SPD: What year?
Andrew Hetherington: 1985
SPD: What were you up to?
AH: I was a teenager living in Dublin, Ireland. At that time personal style was very much defined by what music you listened to and that dictated the tribe you belonged to; skas, mods, punks, new romantics, metal heads, etc. I was a new wave type and fancied myself as an artist, musician or fashion designer. I couldn’t sing, play an instrument, draw or sew but I discovered photography as the gateway to indulging my passions. I started taking photos of bands I knew and poured through the pages of music weeklies like the NME and Melody Maker for inspiration discovering the B&W photography of Anton Corbijn and Steve Pyke.
SPD: What magazine?
AH: The Face
SPD: What was it that so enthralled you?
AH: The Face was the game changer for me and couldn’t have come into my life at a more perfect time. It was so much more than a music magazine; diverse, colorful content all presented in a groundbreaking way, it wasn’t aimed at women or men but at everyone of all backgrounds. It echoed the cultural and social changes that were happening in the U.K. at the time and became that generation’s style bible for awhile. Fashion, music, nightlife, films; all delivered with just the right amount of attitude through bold design and great photography. It opened my eyes to a whole new world of sub cultures and was my internet; how I found out about latest bands, designers, DJ’s, directors, photographers and stylists. I couldn’t wait for the latest issue each month and would race to the newsagents to pick up a copy.
SPD: Do you know now who the creatives were?
AH: I paid particular attention to the photographers. There was a fresh young generation of British and European shooters who were changing the traditional photo playbook. Rules didn’t seem to matter anymore. Seeing the work of Nick Knight, David Sims, Craig McDean, Elaine Constantine, Juergen Teller, Stephane Sednaoui, Corinne Day, Derek Ridgers and Jamie Morgan blew my mind. But it was also how the photography was incorporated into the design and how they both pushed each other in new directions that really excited me.
Neville Brody was the creative director from 1982 and he was succeeded by Robin Derrick and Phil Bicker in the 90’s. All legends, who left their mark not on only the magazine world but contemporary design and culture too. The Face also pushed style and fashion in new directions mixing genres and genders in what at the time was quite a revolutionary way.

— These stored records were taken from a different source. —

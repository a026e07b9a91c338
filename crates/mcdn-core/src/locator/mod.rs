//! Resource locators: strategies that turn a filename into a URL.
//!
//! A locator either serves from a local static route, from a fixed web base
//! URL, or picks between two nested locators based on a configuration switch.

mod router;

pub use router::{StaticRouter, UrlRouter, MATERIAL_STATIC_ENDPOINT, STATIC_ENDPOINT};

use serde::Serialize;

use crate::config::{keys, read_switch, ConfigSource};
use crate::error::Result;

/// Query parameter carrying the revision for cache busting.
pub const REVISION_PARAM: &str = "material";
/// Revision attached to revisioned local assets.
pub const REVISION: &str = env!("CARGO_PKG_VERSION");

/// Host capabilities a locator may consult while resolving.
#[derive(Clone, Copy)]
pub struct ResolveContext<'a> {
    pub config: &'a dyn ConfigSource,
    pub router: &'a dyn UrlRouter,
}

impl<'a> ResolveContext<'a> {
    pub fn new(config: &'a dyn ConfigSource, router: &'a dyn UrlRouter) -> Self {
        Self { config, router }
    }
}

#[derive(Debug, Clone, PartialEq, Eq, Serialize)]
#[serde(tag = "kind", rename_all = "lowercase")]
pub enum Locator {
    /// Served by the host from a static endpoint.
    Static { endpoint: String, revisioning: bool },
    /// Served from `base_url + filename`.
    Web { base_url: String },
    /// `primary` when `switch` is truthy, `fallback` otherwise.
    Conditional {
        switch: String,
        primary: Box<Locator>,
        fallback: Box<Locator>,
    },
}

impl Locator {
    pub fn local(endpoint: &str, revisioning: bool) -> Self {
        Locator::Static {
            endpoint: endpoint.to_string(),
            revisioning,
        }
    }

    pub fn web(base_url: impl Into<String>) -> Self {
        Locator::Web {
            base_url: base_url.into(),
        }
    }

    pub fn conditional(switch: &str, primary: Locator, fallback: Locator) -> Self {
        Locator::Conditional {
            switch: switch.to_string(),
            primary: Box::new(primary),
            fallback: Box::new(fallback),
        }
    }

    /// Returns the URL for `filename`.
    pub fn resolve(&self, filename: &str, ctx: &ResolveContext<'_>) -> Result<String> {
        match self {
            Locator::Static {
                endpoint,
                revisioning,
            } => {
                if *revisioning && read_switch(ctx.config, keys::QUERYSTRING_REVVING)? {
                    ctx.router
                        .url_for(endpoint, filename, &[(REVISION_PARAM, REVISION)])
                } else {
                    ctx.router.url_for(endpoint, filename, &[])
                }
            }
            // No separator check: the base URL carries its own trailing slash.
            Locator::Web { base_url } => Ok(format!("{base_url}{filename}")),
            Locator::Conditional {
                switch,
                primary,
                fallback,
            } => {
                let on = read_switch(ctx.config, switch)?;
                tracing::trace!(switch = %switch, on, "conditional locator");
                if on {
                    primary.resolve(filename, ctx)
                } else {
                    fallback.resolve(filename, ctx)
                }
            }
        }
    }
}
//! End-to-end resolution against the standard registry.
//!
//! Uses both the typed config (`Material`) and a host-style key/value store.

use mcdn_core::config::{keys, MapConfig, MaterialConfig};
use mcdn_core::locator::{ResolveContext, StaticRouter, REVISION};
use mcdn_core::policy::{find_resource, FindOptions};
use mcdn_core::registry::{self, Extensions, Registry};
use mcdn_core::{Material, ResolveError};

const MATERIALIZE_MIN_CSS: &str =
    "//cdnjs.cloudflare.com/ajax/libs/materialize/0.96.1/materialize.min.css";

fn material(f: impl FnOnce(&mut MaterialConfig)) -> Material {
    let mut cfg = MaterialConfig::default();
    f(&mut cfg);
    Material::new(cfg)
}

#[test]
fn defaults_resolve_to_minified_cdn_url() {
    let m = Material::default();
    let url = m
        .find_resource("materialize.css", "material", FindOptions::default())
        .unwrap();
    assert_eq!(url, MATERIALIZE_MIN_CSS);
}

#[test]
fn force_ssl_prefixes_https() {
    let m = material(|c| c.cdn_force_ssl = true);
    let url = m
        .find_resource("materialize.css", "material", FindOptions::default())
        .unwrap();
    assert_eq!(url, format!("https:{MATERIALIZE_MIN_CSS}"));
    assert!(url.starts_with("https://cdnjs."));
}

#[test]
fn force_ssl_leaves_local_paths_alone() {
    let m = material(|c| c.cdn_force_ssl = true);
    let url = m
        .find_resource("js/app.js", "static", FindOptions::default())
        .unwrap();
    assert_eq!(url, "/static/js/app.min.js");
}

#[test]
fn serve_local_routes_through_revisioned_static() {
    let m = material(|c| c.serve_local = true);
    let url = m
        .find_resource("materialize.css", "local", FindOptions::default())
        .unwrap();
    assert_eq!(
        url,
        format!("/static/material/js/materialize.min.css?material={REVISION}")
    );
}

#[test]
fn serve_local_switches_every_cdn_locator() {
    let m = material(|c| c.serve_local = true);
    let opts = FindOptions::default();
    assert_eq!(
        m.find_resource("css/materialize.css", "material", opts).unwrap(),
        format!("/static/material/css/materialize.min.css?material={REVISION}")
    );
    assert_eq!(
        m.find_resource("jquery.js", "jquery", opts).unwrap(),
        format!("/static/material/js/jquery.min.js?material={REVISION}")
    );
    // Shims fall back to the host's own static folder, without revisioning.
    assert_eq!(
        m.find_resource("html5shiv.js", "html5shiv", opts).unwrap(),
        "/static/js/html5shiv.min.js"
    );
    assert_eq!(
        m.find_resource("respond.js", "respond.js", opts).unwrap(),
        "/static/js/respond.min.js"
    );
}

#[test]
fn revving_off_drops_query() {
    let m = material(|c| {
        c.serve_local = true;
        c.querystring_revving = false;
    });
    assert_eq!(
        m.find_resource("css/materialize.css", "material", FindOptions::default())
            .unwrap(),
        "/static/material/css/materialize.min.css"
    );
}

#[test]
fn minified_override_beats_config() {
    let m = material(|c| c.use_minified = true);
    let opts = FindOptions {
        use_minified: Some(false),
        ..FindOptions::default()
    };
    assert_eq!(
        m.find_resource("materialize.css", "material", opts).unwrap(),
        "//cdnjs.cloudflare.com/ajax/libs/materialize/0.96.1/materialize.css"
    );

    let m = material(|c| c.use_minified = false);
    let opts = FindOptions {
        use_minified: Some(true),
        ..FindOptions::default()
    };
    assert_eq!(
        m.find_resource("materialize.css", "material", opts).unwrap(),
        MATERIALIZE_MIN_CSS
    );
}

#[test]
fn local_prefix_happens_before_minification() {
    // The prefix is applied first, so the error names the prefixed filename.
    let m = material(|c| c.serve_local = true);
    assert_eq!(
        m.find_resource("jquery", "static", FindOptions {
            use_minified: Some(false),
            ..FindOptions::default()
        })
        .unwrap(),
        "/static/js/jquery"
    );
    assert_eq!(
        m.find_resource("jquery", "static", FindOptions::default()),
        Err(ResolveError::MalformedFilename("js/jquery".to_string()))
    );
}

#[test]
fn local_flag_does_not_change_the_url() {
    let m = material(|c| c.serve_local = true);
    let with = m
        .find_resource("materialize.js", "material", FindOptions::default())
        .unwrap();
    let without = m
        .find_resource("materialize.js", "material", FindOptions {
            local: false,
            ..FindOptions::default()
        })
        .unwrap();
    assert_eq!(with, without);
}

#[test]
fn unknown_locator_propagates() {
    let m = Material::default();
    assert_eq!(
        m.find_resource("bootstrap.css", "bootstrap", FindOptions::default()),
        Err(ResolveError::UnknownLocator("bootstrap".to_string()))
    );
}

#[test]
fn malformed_filename_propagates() {
    let m = Material::default();
    assert_eq!(
        m.find_resource("LICENSE", "material", FindOptions::default()),
        Err(ResolveError::MalformedFilename("LICENSE".to_string()))
    );
}

#[test]
fn resolution_is_repeatable() {
    let m = material(|c| c.serve_local = true);
    let a = m
        .find_resource("materialize.css", "local", FindOptions::default())
        .unwrap();
    let b = m
        .find_resource("materialize.css", "local", FindOptions::default())
        .unwrap();
    assert_eq!(a, b);
}

#[test]
fn host_key_value_config_is_read_per_call() {
    let mut ext = Extensions::new();
    registry::register(&mut ext);
    let registry = Registry::from_extensions(&ext).unwrap();
    let router = StaticRouter::from_config(&MaterialConfig::default());

    let mut cfg = MapConfig::new();
    cfg.apply_material_defaults();
    {
        let ctx = ResolveContext::new(&cfg, &router);
        assert_eq!(
            find_resource(registry, &ctx, "materialize.css", "material", FindOptions::default())
                .unwrap(),
            MATERIALIZE_MIN_CSS
        );
    }

    cfg.set(keys::CDN_FORCE_SSL, true);
    let ctx = ResolveContext::new(&cfg, &router);
    assert_eq!(
        find_resource(registry, &ctx, "materialize.css", "material", FindOptions::default())
            .unwrap(),
        format!("https:{MATERIALIZE_MIN_CSS}")
    );
}

#[test]
fn host_config_missing_switch_fails() {
    let registry = Registry::material();
    let router = StaticRouter::new();
    let mut cfg = MapConfig::new();
    cfg.set(keys::SERVE_LOCAL, false);
    let ctx = ResolveContext::new(&cfg, &router);
    assert_eq!(
        find_resource(&registry, &ctx, "materialize.css", "material", FindOptions::default()),
        Err(ResolveError::MissingConfig(keys::USE_MINIFIED.to_string()))
    );
}

#[test]
fn subdomain_local_assets_get_ssl_rewrite() {
    let mut cfg = MaterialConfig {
        serve_local: true,
        cdn_force_ssl: true,
        local_subdomain: Some("assets".to_string()),
        ..MaterialConfig::default()
    };
    cfg.host.server_name = Some("example.com".to_string());
    let m = Material::new(cfg);
    assert_eq!(
        m.find_resource("css/materialize.css", "material", FindOptions::default())
            .unwrap(),
        format!(
            "https://assets.example.com/static/material/css/materialize.min.css?material={REVISION}"
        )
    );
}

I can clearly remember photographs and layouts that left an indelible impact on me. Morgan’s photos of the Buffalo movement; a whole new look juxtaposing genres and styles created by iconic stylist Ray Petri, struck a particular chord. The cover they shot with Felix Howard from May ’85 is the first one I remember. Felix was a 13 year old boy but to quote Morgan "had the face of an elder person. To me, from a photographic point of view, it was a direct kick against the photography that was happening at the time in fashion magazines – pretty, colourful, female images.” Corinne Day’s photographs of a young Kate Moss for the mythical “Third Summer of Love” issue from July 1990 also left an indelible impression and heralded the age of raw and real fashion photography.
SPD: How does that inform your creative now?
AH: The Face was a constant creative companion for me from 1985 through to the late 1990’s. I treasured every copy for years and years. The photographers I gravitated towards had a distinctive visual style and that is something I strive for throughout my own work. The Face also taught me how photography and design were equally significant in a magazine layout and how they could elevate each other to the next level. To this day I am really excited to see my work in print and to see how the art department uses my photographs as part of the overall design package.